Stored data
━━━━━━━━

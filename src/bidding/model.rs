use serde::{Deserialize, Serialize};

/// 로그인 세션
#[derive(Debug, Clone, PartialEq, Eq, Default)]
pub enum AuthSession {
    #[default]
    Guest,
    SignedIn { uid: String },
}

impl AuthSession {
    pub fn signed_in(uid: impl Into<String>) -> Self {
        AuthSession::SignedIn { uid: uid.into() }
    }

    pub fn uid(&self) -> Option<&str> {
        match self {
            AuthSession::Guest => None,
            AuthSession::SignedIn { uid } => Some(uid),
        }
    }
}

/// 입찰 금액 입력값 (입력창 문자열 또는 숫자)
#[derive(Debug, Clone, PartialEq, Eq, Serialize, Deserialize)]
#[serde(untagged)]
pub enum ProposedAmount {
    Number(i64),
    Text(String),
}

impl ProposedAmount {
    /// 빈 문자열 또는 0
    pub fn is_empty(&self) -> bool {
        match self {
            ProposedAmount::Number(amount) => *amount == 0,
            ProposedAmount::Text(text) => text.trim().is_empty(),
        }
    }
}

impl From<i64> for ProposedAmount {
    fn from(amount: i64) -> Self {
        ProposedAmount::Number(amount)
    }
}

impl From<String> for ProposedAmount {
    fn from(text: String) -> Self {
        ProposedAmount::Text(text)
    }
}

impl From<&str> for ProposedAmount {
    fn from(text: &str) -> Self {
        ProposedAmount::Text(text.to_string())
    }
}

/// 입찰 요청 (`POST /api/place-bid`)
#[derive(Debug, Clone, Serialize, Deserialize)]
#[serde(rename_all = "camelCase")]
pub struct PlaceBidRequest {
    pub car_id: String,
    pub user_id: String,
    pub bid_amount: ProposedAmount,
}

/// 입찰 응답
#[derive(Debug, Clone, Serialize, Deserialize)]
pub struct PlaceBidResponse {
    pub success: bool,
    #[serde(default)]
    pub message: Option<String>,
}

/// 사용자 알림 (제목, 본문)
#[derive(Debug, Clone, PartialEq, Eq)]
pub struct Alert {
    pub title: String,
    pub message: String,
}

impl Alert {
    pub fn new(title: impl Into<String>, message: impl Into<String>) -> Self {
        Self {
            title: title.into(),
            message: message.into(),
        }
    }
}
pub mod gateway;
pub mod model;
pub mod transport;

━━━━━━━━

• _Task details_
Exactly the lines from the one containing "pub struct Alert" through the final line of the records must appear in your reply, and no others.

• _Result_
pub struct Alert {
    pub title: String,
    pub message: String,
}

impl Alert {
    pub fn new(title: impl Into<String>, message: impl Into<String>) -> Self {
        Self {
            title: title.into(),
            message: message.into(),
        }
    }
}
pub mod gateway;
pub mod model;
pub mod transport;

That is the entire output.